Her elma çeşidi, belirli bir anaçla kombinasyon halinde biraz farklı şekilde büyür. Richardson, “Meyve bahçesine bakarsanız çok düzensiz olduğunu görürsünüz ve bu onun doğasıdır” diyor.


Birkaç yıl içinde meyve görmeyi ve koleksiyonun canlı genlerinin başka yerlerdeki bahçelere ve meyve bahçelerine giden yolu bulabilmesi için sonunda botanik bahçesinin filiz dağıtım programına devam etmeyi (aşılama için dallar sağlamayı) sabırsızlıkla bekliyor. Ateş yanıklığı nedeniyle durdurulan bu program, Garden'ın elma koruma çabalarının önemli bir parçasıydı ve toplam 26 ülkeye yılda 1.500'e kadar kesim göndermişti.

Bu elma çeşitleri gibi değerli genetik materyaller istifleme yoluyla korunamaz. Richardson, “Ağaçlar için birden fazla konuma sahip olmak gerçekten yararlı” dedi. “Ağaçlar çeşitli nedenlerle ölüyor: Araba çarpıyor, birisi onları sulamayı unutuyor ve yazın hayatta kalamıyorlar, yıldırım çarpması, buna benzer her şey olabilir. Ne kadar çok temsilciniz varsa o kadar iyi.”

Elma ağaçları tohumlardan üretilmeyip klon yoluyla çoğaltıldığından, çelikle üretilen her elma ağacı genetik olarak aynıdır. Richardson, bunun “eski bir elma çeşidinin tadının 500 yıl öncekiyle aynı olduğu” anlamına geldiğini söyledi.


Hangisini denemeyi sabırsızlıkla bekliyor?

Tam olarak söyleyemez. Meyvelerinin tadına varabilmesi için bütün ağaçların temizlenmesi gerekiyordu. Resmi bahçeleri yöneten meslektaşı Dawn Davies ona, özellikle parlak, şeker rengi kabuğu ve sulu iç kısmıyla en sevdiği tatlı elma Opalescent ve dünyanın en büyük meyvesi olan Wolf River dahil olmak üzere çeşitli olağanüstü örneklerden bahsetti. her biri pound ağırlığında. (Fedco Trees bunları ve koleksiyondaki diğer birçok yadigarı sunuyor.)


Kestanelere gelince, yakın zamanda tatil dolgusu olarak veya sincap, hindi, geyik ve ayı gibi orman hayvanlarını beslemek için kullanılamayacaklar. Ancak çalışanlar ve onların halefleri, kestane yapım sürecindeki her olayı dikkatle kaydederek onları izliyor olacak.

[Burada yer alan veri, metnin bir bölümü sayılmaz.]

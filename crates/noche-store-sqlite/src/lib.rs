//! SQLite backend for the Noche match engine.
//!
//! Wraps [`tokio_rusqlite`] so all database access runs on a dedicated thread
//! without blocking the async runtime. One [`SqliteStore`] implements every
//! storage trait in [`noche_core::store`], including the token-backed
//! [`noche_core::store::Authenticator`].

mod encode;
mod schema;
mod store;

pub mod error;
pub mod token;

pub use error::{Error, Result};
pub use store::SqliteStore;
//! Router tests against an in-memory SQLite store.

use std::sync::Arc;

use axum::{
  Router,
  body::Body,
  http::{Request, StatusCode, header},
};
use noche_core::{
  engine::{EngineConfig, SwipeEngine},
  event::{EventInfo, EventStatus},
  id::{EventId, UserId},
  participant::ParticipantSnapshot,
};
use noche_store_sqlite::SqliteStore;
use serde_json::{Value, json};
use tower::ServiceExt as _;

use crate::api_router;

struct Harness {
  app:     Router,
  u1:      String,
  u2:      String,
  outside: String,
}

async fn harness() -> Harness {
  let store = SqliteStore::open_in_memory().await.unwrap();
  store
    .upsert_event(&EventInfo::new("E1", "Friday at Nocturne", EventStatus::Current))
    .await
    .unwrap();
  store
    .upsert_event(&EventInfo::new("OLD", "Last month", EventStatus::Past))
    .await
    .unwrap();
  for id in ["U1", "U2", "U3"] {
    store
      .upsert_profile(&ParticipantSnapshot::new(id, format!("Name {id}")))
      .await
      .unwrap();
    store
      .add_participant(&EventId::from("E1"), &UserId::from(id))
      .await
      .unwrap();
  }

  let u1 = store.issue_token(&UserId::from("U1")).await.unwrap();
  let u2 = store.issue_token(&UserId::from("U2")).await.unwrap();
  let outside = store.issue_token(&UserId::from("U9")).await.unwrap();

  let engine = Arc::new(SwipeEngine::new(Arc::new(store), EngineConfig::default()));
  let app = Router::new().nest("/api", api_router(engine));
  Harness { app, u1, u2, outside }
}

async fn send(
  app: &Router,
  method: &str,
  uri: &str,
  token: Option<&str>,
  body: Option<Value>,
) -> (StatusCode, Value) {
  let mut builder = Request::builder().method(method).uri(uri);
  if let Some(token) = token {
    builder = builder.header(header::AUTHORIZATION, format!("Bearer {token}"));
  }
  let req = match body {
    Some(body) => builder
      .header(header::CONTENT_TYPE, "application/json")
      .body(Body::from(body.to_string()))
      .unwrap(),
    None => builder.body(Body::empty()).unwrap(),
  };

  let resp = app.clone().oneshot(req).await.unwrap();
  let status = resp.status();
  let bytes = axum::body::to_bytes(resp.into_body(), usize::MAX)
    .await
    .unwrap();
  let value = if bytes.is_empty() {
    Value::Null
  } else {
    serde_json::from_slice(&bytes).unwrap_or(Value::Null)
  };
  (status, value)
}

async fn swipe(h: &Harness, token: &str, target: &str, kind: &str) -> (StatusCode, Value) {
  send(
    &h.app,
    "POST",
    "/api/events/E1/decisions",
    Some(token),
    Some(json!({ "target": target, "kind": kind })),
  )
  .await
}

// ─── Authentication ──────────────────────────────────────────────────────────

#[tokio::test]
async fn missing_token_is_401_with_challenge() {
  let h = harness().await;
  let req = Request::builder()
    .uri("/api/events/E1/feed")
    .body(Body::empty())
    .unwrap();
  let resp = h.app.clone().oneshot(req).await.unwrap();
  assert_eq!(resp.status(), StatusCode::UNAUTHORIZED);
  assert_eq!(
    resp.headers().get(header::WWW_AUTHENTICATE).unwrap(),
    "Bearer realm=\"noche\""
  );
}

#[tokio::test]
async fn unknown_token_is_401() {
  let h = harness().await;
  let (status, body) = swipe(&h, "forged", "U2", "like").await;
  assert_eq!(status, StatusCode::UNAUTHORIZED);
  assert!(body["error"].is_string());
}

// ─── Feed ────────────────────────────────────────────────────────────────────

#[tokio::test]
async fn feed_lists_undecided_participants() {
  let h = harness().await;
  let (status, body) = send(&h.app, "GET", "/api/events/E1/feed", Some(&h.u1), None).await;
  assert_eq!(status, StatusCode::OK);
  let ids: Vec<&str> = body["participants"]
    .as_array()
    .unwrap()
    .iter()
    .map(|p| p["user_id"].as_str().unwrap())
    .collect();
  assert_eq!(ids, ["U2", "U3"]);
  assert_eq!(body["participants"][0]["display_name"], "Name U2");
  assert_eq!(body["remaining"], 0);
}

#[tokio::test]
async fn feed_limit_is_honoured() {
  let h = harness().await;
  let (status, body) =
    send(&h.app, "GET", "/api/events/E1/feed?limit=1", Some(&h.u1), None).await;
  assert_eq!(status, StatusCode::OK);
  assert_eq!(body["participants"].as_array().unwrap().len(), 1);
  assert_eq!(body["remaining"], 1);
}

#[tokio::test]
async fn feed_for_past_or_unknown_event_is_404() {
  let h = harness().await;
  for uri in ["/api/events/OLD/feed", "/api/events/nope/feed"] {
    let (status, _) = send(&h.app, "GET", uri, Some(&h.u1), None).await;
    assert_eq!(status, StatusCode::NOT_FOUND, "{uri}");
  }
}

#[tokio::test]
async fn feed_for_outsider_is_403() {
  let h = harness().await;
  let (status, _) = send(&h.app, "GET", "/api/events/E1/feed", Some(&h.outside), None).await;
  assert_eq!(status, StatusCode::FORBIDDEN);
}

// ─── Decisions ───────────────────────────────────────────────────────────────

#[tokio::test]
async fn mutual_like_reports_match_once() {
  let h = harness().await;

  let (status, body) = swipe(&h, &h.u1, "U2", "like").await;
  assert_eq!(status, StatusCode::CREATED);
  assert_eq!(body["accepted"], true);
  assert_eq!(body["matched"], false);

  let (status, body) = swipe(&h, &h.u2, "U1", "like").await;
  assert_eq!(status, StatusCode::CREATED);
  assert_eq!(body["matched"], true);
  assert_eq!(body["matched_with"], "U1");
  assert_eq!(body["matched_display_name"], "Name U1");

  let (status, body) = swipe(&h, &h.u2, "U1", "like").await;
  assert_eq!(status, StatusCode::OK);
  assert_eq!(body["replayed"], true);
  assert_eq!(body["matched"], false);

  let (status, body) = send(&h.app, "GET", "/api/events/E1/matches", Some(&h.u1), None).await;
  assert_eq!(status, StatusCode::OK);
  let entries = body.as_array().unwrap();
  assert_eq!(entries.len(), 1);
  assert_eq!(entries[0]["partner"], "U2");
  assert_eq!(entries[0]["partner_name"], "Name U2");
}

#[tokio::test]
async fn changed_decision_is_409() {
  let h = harness().await;
  swipe(&h, &h.u1, "U3", "dislike").await;
  let (status, body) = swipe(&h, &h.u1, "U3", "like").await;
  assert_eq!(status, StatusCode::CONFLICT);
  assert!(body["error"].as_str().unwrap().contains("dislike"));
}

#[tokio::test]
async fn bad_targets_are_422() {
  let h = harness().await;
  let (status, _) = swipe(&h, &h.u1, "U1", "like").await;
  assert_eq!(status, StatusCode::UNPROCESSABLE_ENTITY);

  let (status, _) = swipe(&h, &h.u1, "stranger", "like").await;
  assert_eq!(status, StatusCode::UNPROCESSABLE_ENTITY);
}

#[tokio::test]
async fn unknown_kind_is_rejected() {
  let h = harness().await;
  let (status, _) = swipe(&h, &h.u1, "U2", "superlike").await;
  assert!(status.is_client_error());
  assert_ne!(status, StatusCode::CREATED);
}

#[tokio::test]
async fn matches_for_past_event_are_still_served() {
  let h = harness().await;
  let (status, body) = send(&h.app, "GET", "/api/events/OLD/matches", Some(&h.u1), None).await;
  assert_eq!(status, StatusCode::OK);
  assert_eq!(body, json!([]));
}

“Önümüzdeki 25, 50 ya da 100 yıl boyunca bu ağaçları izleyebilmeyi ve ne kadar başarılı olduklarını görebilmeyi umuyoruz. Bazılarının hastalığa yenik düşeceğini biliyoruz, ancak bazılarının hayatta kalacağını ve yemişler üreterek yeni ağaçlara dönüşeceğini biliyoruz” dedi Richardson.

“Bu çalışmayı destekleyebilmek heyecan verici” diye ekledi.


Margaret Roach web sitesinin ve podcast'in yazarıdır Bahçeye giden bir yolve aynı isimde bir kitap.